The Chartered Institute of Personnel and Development said in its annual end-of-year assessment that 2008 looked like being "easily the worst" for jobs since Labour came to power in 1997.

Employment will increase by just 0.25 per cent over the next 12 months, well down on rises recorded in the past few years.

The institute's chief economist John Philpott said: "In the early part of the decade, periods of slower growth in private sector employment were masked by relatively rapid growth in public sector jobs.

"A downward trend in public sector employment in the past two years has in turn been more than offset by rising numbers of private sector jobs. But 2008 will be the first year for a decade that the engine of job creation will be spluttering right across the economy.

"With higher fuel costs and food prices set to raise the cost of living in the first half of the year the squeeze on real incomes experienced by many workers in 2007 will continue to bite in 2008.

"With jobs also harder to come by this could reinforce the impact of the economic slowdown, possibly necessitating bigger cuts in interest rates than currently anticipated to head off the threat of recession and a worrying prolongation of the slowdown into 2009."

The report warned that firms would have to deal with the "particularly tricky" task of handling compulsory redundancies in 2008.

"This will present a challenge to those human resources professionals who have not had to walk the tightrope of laying off large numbers of people, while ensuring that people who keep their jobs remain committed and motivated.

"Many HR professionals will be dusting off redundancy manuals in the coming months to re-discover best practice on trimming staffing levels.

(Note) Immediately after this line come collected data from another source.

//! Expression evaluator that resolves `${name}` and `${fn(args)}` markers.

// crates.io
use rand::Rng;
// self
use crate::{
	_prelude::*,
	cache::{Cache, CacheOwner, CacheValue},
	error::EvalError,
	variables::{Function, TokenKind, Variables, tokenize},
};

/// Substitutes variables and function calls inside request text.
///
/// `now(group)` and `random(group)` memoize their result in the shared [`Cache`] under this
/// evaluator's owner, so every occurrence of `${random(1)}` in one request resolves to the same
/// number until [`Evaluator::reset`] is called.
#[derive(Clone, Debug)]
pub struct Evaluator {
	cache: Cache,
	owner: CacheOwner,
}
impl Evaluator {
	/// Maximum nesting of variables that reference other variables.
	pub const MAX_DEPTH: usize = 8;

	/// Creates an evaluator that memoizes into `cache` as `owner`.
	pub fn new(cache: Cache, owner: CacheOwner) -> Self {
		Self { cache, owner }
	}

	/// Owner identity used for cache entries.
	pub fn owner(&self) -> &CacheOwner {
		&self.owner
	}

	/// Forgets every memoized `now`/`random` value of this evaluator.
	pub fn reset(&self) {
		self.cache.clear(&self.owner);
	}

	/// Evaluates every `${...}` marker in `input`.
	///
	/// Unknown variables are left in place as written.
	pub fn evaluate(&self, input: &str, variables: &Variables) -> Result<String> {
		Ok(self.evaluate_at(input, variables, 0)?)
	}

	/// Evaluates the value of every variable against the whole set.
	///
	/// Each value gets the same depth budget as [`Self::evaluate`] would give it.
	pub fn evaluate_variables(&self, variables: &Variables) -> Result<Variables> {
		let mut resolved = Variables::new();

		for (name, value) in variables {
			resolved.insert(name.clone(), self.evaluate_at(value, variables, 0)?);
		}

		Ok(resolved)
	}

	fn evaluate_at(
		&self,
		input: &str,
		variables: &Variables,
		depth: usize,
	) -> Result<String, EvalError> {
		if depth > Self::MAX_DEPTH {
			return Err(EvalError::RecursionLimit { depth: Self::MAX_DEPTH });
		}

		let mut output = String::with_capacity(input.len());

		for token in tokenize(input) {
			match token.kind {
				TokenKind::Literal => output.push_str(&token.text),
				TokenKind::Expression =>
					output.push_str(&self.expression(&token.text, variables, depth)?),
			}
		}

		Ok(output)
	}

	fn expression(
		&self,
		body: &str,
		variables: &Variables,
		depth: usize,
	) -> Result<String, EvalError> {
		let trimmed = body.trim();

		if let Some((name, args)) = parse_call(trimmed) {
			let function = Function::from_name(name)
				.ok_or_else(|| EvalError::UnknownFunction { name: name.to_owned() })?;

			return match function {
				Function::Now => Ok(self.memoized("now", args.first(), now_millis).to_string()),
				Function::Random =>
					Ok(self.memoized("random", args.first(), random_number).to_string()),
				_ => function.apply(&args),
			};
		}

		match variables.get(trimmed) {
			Some(value) => self.evaluate_at(value, variables, depth + 1),
			None => Ok(format!("${{{body}}}")),
		}
	}

	fn memoized(&self, key: &str, group: Option<&String>, init: fn() -> i64) -> CacheValue {
		match group {
			Some(group) =>
				self.cache.find_or_store_with(&self.owner, key, group, || CacheValue::Number(init())),
			None => CacheValue::Number(init()),
		}
	}
}

fn parse_call(body: &str) -> Option<(&str, Vec<String>)> {
	let inner = body.strip_suffix(')')?;
	let (name, raw_args) = inner.split_once('(')?;

	if name.is_empty() || !name.chars().all(|c| c.is_ascii_alphanumeric() || c == '_') {
		return None;
	}

	let args = if raw_args.trim().is_empty() {
		Vec::new()
	} else {
		raw_args.split(',').map(|arg| unquote(arg.trim()).to_owned()).collect()
	};

	Some((name, args))
}

fn unquote(arg: &str) -> &str {
	for quote in ['"', '\''] {
		if let Some(inner) = arg.strip_prefix(quote).and_then(|rest| rest.strip_suffix(quote)) {
			return inner;
		}
	}

	arg
}

fn now_millis() -> i64 {
	let nanos = OffsetDateTime::now_utc().unix_timestamp_nanos() / 1_000_000;

	i64::try_from(nanos).unwrap_or(i64::MAX)
}

fn random_number() -> i64 {
	i64::from(rand::rng().random::<u32>())
}
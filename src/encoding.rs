//! Percent-encoding sets shared by the signature, proxy, and expression code.

// crates.io
use percent_encoding::{AsciiSet, NON_ALPHANUMERIC, percent_decode_str, utf8_percent_encode};
// self
use crate::error::EvalError;

/// RFC 3986 unreserved characters stay literal; everything else is escaped.
const RFC3986: &AsciiSet = &NON_ALPHANUMERIC.remove(b'-').remove(b'.').remove(b'_').remove(b'~');
/// Characters left alone by ECMAScript `encodeURIComponent`.
const URI_COMPONENT: &AsciiSet = &NON_ALPHANUMERIC
	.remove(b'-')
	.remove(b'_')
	.remove(b'.')
	.remove(b'!')
	.remove(b'~')
	.remove(b'*')
	.remove(b'\'')
	.remove(b'(')
	.remove(b')');

/// Strict RFC 3986 encoding used by OAuth 1.0a signatures.
pub fn encode_rfc3986(input: &str) -> String {
	utf8_percent_encode(input, RFC3986).to_string()
}

/// Encodes a value the way browsers do for `encodeURIComponent`.
pub fn encode_uri_component(input: &str) -> String {
	utf8_percent_encode(input, URI_COMPONENT).to_string()
}

/// Reverses [`encode_uri_component`], rejecting sequences that do not decode to UTF-8.
pub fn decode_uri_component(input: &str) -> Result<String, EvalError> {
	percent_decode_str(input)
		.decode_utf8()
		.map(|decoded| decoded.into_owned())
		.map_err(|_| EvalError::InvalidUtf8)
}

#[cfg(test)]
mod tests {
	// self
	use super::*;

	#[test]
	fn rfc3986_escapes_reserved_characters() {
		assert_eq!(encode_rfc3986("Ladies + Gentlemen"), "Ladies%20%2B%20Gentlemen");
		assert_eq!(encode_rfc3986("a-b.c_d~e*"), "a-b.c_d~e%2A");
		assert_eq!(encode_rfc3986("☃"), "%E2%98%83");
	}

	#[test]
	fn uri_component_matches_browser_set() {
		assert_eq!(encode_uri_component("it's (a) test!*"), "it's%20(a)%20test!*");
		assert_eq!(
			encode_uri_component("https://api.example.com/token?x=1"),
			"https%3A%2F%2Fapi.example.com%2Ftoken%3Fx%3D1"
		);
		assert_eq!(
			decode_uri_component("https%3A%2F%2Fapi.example.com").expect("Valid input decodes."),
			"https://api.example.com"
		);
		assert_eq!(decode_uri_component("%FF"), Err(EvalError::InvalidUtf8));
	}
}
//! Secret wrapper that keeps tokens and client secrets out of logs.

// self
use crate::_prelude::*;

/// Redacted secret wrapper for access tokens, refresh tokens, and signing secrets.
#[derive(Clone, Default, PartialEq, Eq, Serialize, Deserialize)]
#[serde(transparent)]
pub struct Secret(String);
impl Secret {
	/// Wraps a new secret string.
	pub fn new(value: impl Into<String>) -> Self {
		Self(value.into())
	}

	/// Returns the inner value. Callers must avoid logging this string.
	pub fn expose(&self) -> &str {
		&self.0
	}

	/// Returns true when the wrapped value is empty.
	pub fn is_empty(&self) -> bool {
		self.0.is_empty()
	}
}
impl From<String> for Secret {
	fn from(value: String) -> Self {
		Self(value)
	}
}
impl From<&str> for Secret {
	fn from(value: &str) -> Self {
		Self(value.to_owned())
	}
}
impl AsRef<str> for Secret {
	fn as_ref(&self) -> &str {
		self.expose()
	}
}
impl Debug for Secret {
	fn fmt(&self, f: &mut Formatter) -> FmtResult {
		f.debug_tuple("Secret").field(&"<redacted>").finish()
	}
}
impl Display for Secret {
	fn fmt(&self, f: &mut Formatter) -> FmtResult {
		f.write_str("<redacted>")
	}
}

#[cfg(test)]
mod tests {
	// self
	use super::*;

	#[test]
	fn secret_formatters_redact() {
		let secret = Secret::new("super-secret");

		assert_eq!(format!("{secret:?}"), "Secret(\"<redacted>\")");
		assert_eq!(format!("{secret}"), "<redacted>");
		assert_eq!(secret.expose(), "super-secret");
	}

	#[test]
	fn secret_serializes_as_plain_string() {
		let payload = serde_json::to_string(&Secret::new("abc"))
			.expect("Secret should serialize to a JSON string.");

		assert_eq!(payload, "\"abc\"");
	}
}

"But unlike previous bouts of large-scale job shedding in the early 1980s and early 1990s, which tended to fall relatively heavily on older staff, redundancy practice in 2008 will have to take care not to fall foul of recently introduced age discrimination legislation."

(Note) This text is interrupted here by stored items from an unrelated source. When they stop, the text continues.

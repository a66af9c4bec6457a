//! Credential primitives shared by the OAuth 1 and OAuth 2 flows.

pub mod scope;
pub mod secret;

pub use scope::*;
pub use secret::*;

// crates.io
use rand::{Rng, distr::Alphanumeric};

/// Random `[A-Za-z0-9]` string used for OAuth 2 `state`, PKCE verifiers, and OAuth 1 nonces.
pub(crate) fn random_string(len: usize) -> String {
	rand::rng().sample_iter(Alphanumeric).take(len).map(char::from).collect()
}

#[cfg(test)]
mod tests {
	// self
	use super::*;

	#[test]
	fn random_strings_are_alphanumeric() {
		let value = random_string(32);

		assert_eq!(value.len(), 32);
		assert!(value.chars().all(|c| c.is_ascii_alphanumeric()));
		assert_ne!(value, random_string(32));
	}
}
fn parse_form(body: &[u8]) -> TokenResponseBody {
	let params = form_urlencoded::parse(body).into_owned().collect();

	TokenResponseBody::from_params(&params)
}

fn provider_error(code: String, description: Option<String>) -> CodeError {
	let message =
		description.unwrap_or_else(|| "The token endpoint rejected the request.".to_owned());

	CodeError::new(code, message)
}

fn basic_authorization(client_id: &str, client_secret: &str) -> String {
	let id = form_urlencoded::byte_serialize(client_id.as_bytes()).collect::<String>();
	let secret = form_urlencoded::byte_serialize(client_secret.as_bytes()).collect::<String>();

	format!("Basic {}", STANDARD.encode(format!("{id}:{secret}")))
}

#[cfg(test)]
mod tests {
	// self
	use super::*;
	use crate::_preludet::*;

	fn settings(grant: GrantType) -> OAuth2Settings {
		OAuth2Settings::builder(grant, "client id")
			.client_secret("s3cr:t")
			.access_token_uri(
				Url::parse("https://auth.example.com/token?tenant=a").expect("Token URL should parse."),
			)
			.resource_owner("ann", "pw")
			.scopes(ScopeSet::new(["read"]).expect("Scope fixture should be valid."))
			.build()
			.expect("Settings fixture should be valid.")
	}

	fn response(status: u16, content_type: &str, body: &str) -> HttpResponse {
		let mut response = HttpResponse::new(body.as_bytes().to_vec());

		*response.status_mut() =
			::oauth2::http::StatusCode::from_u16(status).expect("Fixture status should be valid.");
		response.headers_mut().insert(
			CONTENT_TYPE,
			content_type.parse().expect("Fixture content type should be a valid header."),
		);

		response
	}

	#[test]
	fn post_auth_puts_credentials_in_the_body() {
		let request = TokenRequest::authorization_code(
			&settings(GrantType::AuthorizationCode),
			"abc",
			&Url::parse("https://app.example.com/cb").expect("Redirect URL should parse."),
			Some("verifier"),
		)
		.expect("Request should build.");
		let keys = request.form.iter().map(|(key, _)| key.as_str()).collect::<Vec<_>>();

		assert_eq!(
			keys,
			["grant_type", "client_id", "client_secret", "code", "redirect_uri", "code_verifier"]
		);
		assert_eq!(request.authorization_header(), None);
	}

	#[test]
	fn basic_auth_encodes_credentials_in_the_header() {
		let mut settings = settings(GrantType::ClientCredentials);

		settings.client_auth_method = ClientAuthMethod::ClientSecretBasic;

		let request = TokenRequest::client_credentials(&settings).expect("Request should build.");

		assert_eq!(request.authorization_header(), Some("Basic Y2xpZW50K2lkOnMzY3IlM0F0"));
		assert!(request.form.iter().all(|(key, _)| key != "client_secret" && key != "client_id"));
		assert!(request.form.contains(&("scope".into(), "read".into())));
	}

	#[test]
	fn password_grant_sends_owner_credentials() {
		let request =
			TokenRequest::password(&settings(GrantType::Password)).expect("Request should build.");

		assert!(request.form.contains(&("grant_type".into(), "password".into())));
		assert!(request.form.contains(&("username".into(), "ann".into())));
		assert!(request.form.contains(&("password".into(), "pw".into())));
	}

	#[test]
	fn token_proxy_prefixes_the_endpoint() {
		let mut settings = settings(GrantType::ClientCredentials);

		settings.token_proxy = Some("https://proxy.example.com/fetch?url=".into());

		assert_eq!(
			token_endpoint(&settings).expect("Proxy URL should parse.").as_str(),
			"https://proxy.example.com/fetch?url=https://auth.example.com/token?tenant=a"
		);

		settings.token_proxy_encode = true;

		assert_eq!(
			token_endpoint(&settings).expect("Proxy URL should parse.").as_str(),
			"https://proxy.example.com/fetch?url=https%3A%2F%2Fauth.example.com%2Ftoken%3Ftenant%3Da"
		);
	}

	#[test]
	fn json_and_form_bodies_parse() {
		let json = response(
			200,
			"application/json",
			r#"{"access_token":"at","token_type":"bearer","expires_in":3600,"refresh_token":"rt","scope":"read write"}"#,
		);
		let result =
			parse_token_response(&json, Some("st".into())).expect("JSON body should parse.");

		assert_eq!(result.access_token.expose(), "at");
		assert_eq!(result.token_type, "bearer");
		assert_eq!(result.expires_in, Some(3600));
		assert!(result.expires_at.is_some());
		assert_eq!(result.refresh_token.as_ref().map(|t| t.expose()), Some("rt"));
		assert_eq!(result.scope.as_ref().map(ScopeSet::len), Some(2));
		assert_eq!(result.state.as_deref(), Some("st"));

		let form = response(
			200,
			"application/x-www-form-urlencoded",
			"access_token=at2&expires_in=60",
		);
		let result = parse_token_response(&form, None).expect("Form body should parse.");

		assert_eq!(result.access_token.expose(), "at2");
		assert_eq!(result.token_type, "Bearer");
		assert_eq!(result.expires_in, Some(60));
	}

	#[test]
	fn out_of_range_lifetimes_leave_expiry_unset() {
		let json = response(
			200,
			"application/json",
			r#"{"access_token":"at","expires_in":9223372036854775807}"#,
		);
		let result = parse_token_response(&json, None).expect("Huge lifetimes should still parse.");

		assert_eq!(result.expires_in, Some(i64::MAX));
		assert_eq!(result.expires_at, None);

		let params = BTreeMap::from([
			("access_token".to_owned(), "at".to_owned()),
			("expires_in".to_owned(), "-99999999999999".to_owned()),
		]);
		let result = TokenResponseBody::from_params(&params)
			.into_token_result(None, OffsetDateTime::now_utc())
			.expect("Negative lifetimes should still parse.");

		assert_eq!(result.expires_at, None);
	}

	#[test]
	fn failures_map_to_code_errors() {
		let provider = response(
			400,
			"application/json",
			r#"{"error":"invalid_grant","error_description":"Code expired."}"#,
		);
		let err = parse_token_response(&provider, None).expect_err("Provider errors must fail.");

		assert_eq!(err.code, "invalid_grant");
		assert_eq!(err.message, "Code expired.");
		assert_eq!(err.status, Some(400));

		let server = response(502, "text/html", "<html>bad gateway</html>");
		let err = parse_token_response(&server, None).expect_err("HTTP failures must fail.");

		assert_eq!(err.code, CodeError::REQUEST_ERROR);
		assert_eq!(err.status, Some(502));

		let malformed = response(200, "application/json", r#"{"access_token": 5}"#);
		let err = parse_token_response(&malformed, None).expect_err("Malformed JSON must fail.");

		assert_eq!(err.code, CodeError::RESPONSE_PARSE);

		let empty = response(200, "application/json", r#"{"token_type":"bearer"}"#);
		let err = parse_token_response(&empty, None).expect_err("Missing tokens must fail.");

		assert_eq!(err.code, CodeError::NO_ACCESS_TOKEN);
	}

	#[tokio::test]
	async fn exchange_sends_exactly_one_request() {
		let client = RecordingHttpClient::default()
			.respond_json(r#"{"access_token":"at","token_type":"Bearer"}"#);
		let request = TokenRequest::client_credentials(&settings(GrantType::ClientCredentials))
			.expect("Request should build.");
		let result = exchange(&client, request, None).await.expect("Exchange should succeed.");

		assert_eq!(result.access_token.expose(), "at");
		assert_eq!(client.request_count(), 1);

		let recorded = &client.requests()[0];

		assert_eq!(recorded.method, "POST");
		assert_eq!(
			recorded.header("content-type"),
			Some("application/x-www-form-urlencoded")
		);
		assert_eq!(
			recorded.form().get("grant_type").map(String::as_str),
			Some("client_credentials")
		);
	}
}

Meanwhile thousands of workers will trawl the internet searching for a new job while they are away from the office on their Christmas break, according to a separate survey.

Research by online recruiters Jobsite.co.uk suggested that many people will use the time between Christmas and the New Year to check on job vacancies.

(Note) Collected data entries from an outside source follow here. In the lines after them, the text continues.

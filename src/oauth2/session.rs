//! Per-attempt authorization state and the authorize URL built from it.

// crates.io
use base64::{Engine as _, engine::general_purpose::URL_SAFE_NO_PAD};
use sha2::{Digest, Sha256};
// self
use crate::{
	_prelude::*,
	auth::{self, ScopeSet},
	error::{AuthorizationError, SettingsError},
	oauth2::{GrantType, OAuth2Settings},
};

const STATE_LEN: usize = 32;
const PKCE_VERIFIER_LEN: usize = 64;

/// Supported PKCE challenge methods.
#[derive(Clone, Copy, Debug, PartialEq, Eq)]
pub enum PkceCodeChallengeMethod {
	/// SHA-256 based PKCE (RFC 7636 S256).
	S256,
}
impl PkceCodeChallengeMethod {
	/// Returns the RFC 7636 identifier for the challenge method.
	pub fn as_str(self) -> &'static str {
		match self {
			PkceCodeChallengeMethod::S256 => "S256",
		}
	}
}

/// One redirect-based authorization attempt.
///
/// Holds the issued `state`, the optional PKCE verifier, and the URL the user agent must open.
/// Dropped once the attempt completes or fails.
#[derive(Clone)]
pub struct AuthorizationSession {
	/// Grant being performed.
	pub grant: GrantType,
	/// Requested scopes.
	pub scope: ScopeSet,
	/// Opaque value that must round-trip through the redirect.
	pub state: String,
	/// Redirect URI sent to the authorization endpoint.
	pub redirect_uri: Url,
	/// Fully formed authorization URL.
	pub authorize_url: Url,
	pkce: Option<PkcePair>,
}
impl AuthorizationSession {
	/// Starts an attempt for redirect-based grants.
	pub fn new(settings: &OAuth2Settings) -> Result<Self> {
		let grant = settings.grant_type;
		let response_type =
			grant.response_type().ok_or(SettingsError::NoRedirect { grant: grant.as_str() })?;
		let authorization_uri = settings
			.authorization_uri
			.clone()
			.ok_or(SettingsError::Missing { field: "authorization_uri", grant: grant.as_str() })?;
		let redirect_uri = settings
			.redirect_uri
			.clone()
			.ok_or(SettingsError::Missing { field: "redirect_uri", grant: grant.as_str() })?;
		let state = settings.state.clone().unwrap_or_else(|| auth::random_string(STATE_LEN));
		let pkce = (settings.pkce && grant == GrantType::AuthorizationCode).then(PkcePair::generate);
		let authorize_url = build_authorize_url(
			authorization_uri,
			response_type,
			&settings.client_id,
			&redirect_uri,
			&settings.scopes,
			&state,
			pkce.as_ref(),
		);

		Ok(Self { grant, scope: settings.scopes.clone(), state, redirect_uri, authorize_url, pkce })
	}

	/// PKCE code challenge, when PKCE is enabled.
	pub fn code_challenge(&self) -> Option<&str> {
		self.pkce.as_ref().map(|pkce| pkce.challenge.as_str())
	}

	/// PKCE challenge method, when PKCE is enabled.
	pub fn code_challenge_method(&self) -> Option<PkceCodeChallengeMethod> {
		self.pkce.as_ref().map(|pkce| pkce.method)
	}

	/// Validates the `state` echoed by the authorization server.
	///
	/// A missing value counts as a mismatch.
	pub fn validate_state(&self, returned_state: Option<&str>) -> Result<(), AuthorizationError> {
		if returned_state == Some(self.state.as_str()) {
			Ok(())
		} else {
			Err(AuthorizationError::state_mismatch(&self.state))
		}
	}

	pub(crate) fn code_verifier(&self) -> Option<&str> {
		self.pkce.as_ref().map(|pkce| pkce.verifier.as_str())
	}
}
impl Debug for AuthorizationSession {
	fn fmt(&self, f: &mut Formatter) -> FmtResult {
		f.debug_struct("AuthorizationSession")
			.field("grant", &self.grant)
			.field("scope", &self.scope)
			.field("state", &self.state)
			.field("redirect_uri", &self.redirect_uri)
			.field("authorize_url", &self.authorize_url)
			.field("code_challenge", &self.code_challenge())
			.finish()
	}
}

#[derive(Clone)]
struct PkcePair {
	verifier: String,
	challenge: String,
	method: PkceCodeChallengeMethod,
}
impl PkcePair {
	fn generate() -> Self {
		let verifier = auth::random_string(PKCE_VERIFIER_LEN);
		let challenge = compute_pkce_challenge(&verifier);

		Self { verifier, challenge, method: PkceCodeChallengeMethod::S256 }
	}
}

fn build_authorize_url(
	mut url: Url,
	response_type: &str,
	client_id: &str,
	redirect_uri: &Url,
	scope: &ScopeSet,
	state: &str,
	pkce: Option<&PkcePair>,
) -> Url {
	let mut pairs = url.query_pairs_mut();

	pairs.append_pair("response_type", response_type);
	pairs.append_pair("client_id", client_id);
	pairs.append_pair("redirect_uri", redirect_uri.as_str());

	if let Some(scope_value) = scope.joined(' ') {
		pairs.append_pair("scope", &scope_value);
	}

	pairs.append_pair("state", state);

	if let Some(pkce) = pkce {
		pairs.append_pair("code_challenge", &pkce.challenge);
		pairs.append_pair("code_challenge_method", pkce.method.as_str());
	}

	drop(pairs);

	url
}

fn compute_pkce_challenge(verifier: &str) -> String {
	let mut hasher = Sha256::new();

	hasher.update(verifier.as_bytes());

	URL_SAFE_NO_PAD.encode(hasher.finalize())
}
//! Legal transitions of an OAuth 2 attempt.

// self
use crate::_prelude::*;

/// Lifecycle of one OAuth 2 authorization attempt.
///
/// ```text
/// Idle ─▶ Authorizing ─▶ Redirected ─▶ Exchanging ─▶ Complete
///   │                        │                    ╰─▶ Failed
///   ╰──────────▶ Exchanging  ╰─▶ Complete (implicit)
/// ```
///
/// Every non-terminal state may also move to [`FlowState::Failed`].
#[derive(Clone, Copy, Debug, Default, PartialEq, Eq, Hash, Serialize, Deserialize)]
#[serde(rename_all = "snake_case")]
pub enum FlowState {
	/// No attempt in progress.
	#[default]
	Idle,
	/// Authorization URL issued; waiting for the redirect.
	Authorizing,
	/// Redirect received and validated.
	Redirected,
	/// Token endpoint request in flight.
	Exchanging,
	/// Token obtained.
	Complete,
	/// Attempt failed or was abandoned.
	Failed,
}
impl FlowState {
	/// Returns a stable label.
	pub const fn as_str(self) -> &'static str {
		match self {
			FlowState::Idle => "idle",
			FlowState::Authorizing => "authorizing",
			FlowState::Redirected => "redirected",
			FlowState::Exchanging => "exchanging",
			FlowState::Complete => "complete",
			FlowState::Failed => "failed",
		}
	}

	/// Returns true for states that accept no further input.
	pub const fn is_terminal(self) -> bool {
		matches!(self, FlowState::Complete | FlowState::Failed)
	}

	/// Returns true when `self → next` is a legal move.
	pub const fn can_transition_to(self, next: FlowState) -> bool {
		use FlowState::*;

		match (self, next) {
			(Idle, Authorizing) | (Idle, Exchanging) => true,
			(Authorizing, Redirected) => true,
			(Redirected, Exchanging) | (Redirected, Complete) => true,
			(Exchanging, Complete) => true,
			(from, Failed) => !from.is_terminal(),
			_ => false,
		}
	}

	/// Moves to `next`, or reports the illegal move.
	pub fn transition(&mut self, next: FlowState) -> Result<()> {
		if !self.can_transition_to(next) {
			return Err(Error::InvalidTransition { from: *self, to: next });
		}

		*self = next;

		Ok(())
	}
}
impl Display for FlowState {
	fn fmt(&self, f: &mut Formatter) -> FmtResult {
		f.write_str(self.as_str())
	}
}

#[cfg(test)]
mod tests {
	// self
	use super::*;

	#[test]
	fn code_grant_path_is_legal() {
		let mut state = FlowState::default();

		for next in [
			FlowState::Authorizing,
			FlowState::Redirected,
			FlowState::Exchanging,
			FlowState::Complete,
		] {
			state.transition(next).expect("Authorization code path should be legal.");
		}

		assert!(state.is_terminal());
	}

	#[test]
	fn terminal_states_reject_input() {
		for terminal in [FlowState::Complete, FlowState::Failed] {
			for next in [FlowState::Authorizing, FlowState::Exchanging, FlowState::Failed] {
				assert!(!terminal.can_transition_to(next));
			}
		}

		let mut state = FlowState::Complete;
		let err = state.transition(FlowState::Exchanging).expect_err("Complete is terminal.");

		assert!(matches!(
			err,
			Error::InvalidTransition { from: FlowState::Complete, to: FlowState::Exchanging }
		));
		assert_eq!(state, FlowState::Complete);
	}

	#[test]
	fn skipping_the_redirect_is_rejected() {
		assert!(!FlowState::Authorizing.can_transition_to(FlowState::Exchanging));
		assert!(!FlowState::Idle.can_transition_to(FlowState::Redirected));
		assert!(FlowState::Idle.can_transition_to(FlowState::Exchanging));
		assert!(FlowState::Redirected.can_transition_to(FlowState::Complete));
		assert!(FlowState::Authorizing.can_transition_to(FlowState::Failed));
	}
}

"Whether the office Christmas party was the final straw or the thought of going back to the office in the New Year is too much to tolerate, more than 70,000 of us will look for a job over the festive period," predicted Job-site career counsellor Cheryl Morgan.

"Christmas is usually considered a quiet time to look for a job, however similar to the advance of the January sales we are starting to see exciting new vacancies coming onto the market in December."

One in four workers is not happy in their current job and around half have a bad day at the office at least once a week, said the report.

Being in the wrong job causes stress, loss of sleep, headaches, exhaustion and depression, forcing people to use the festive break to look for a new start, it was suggested.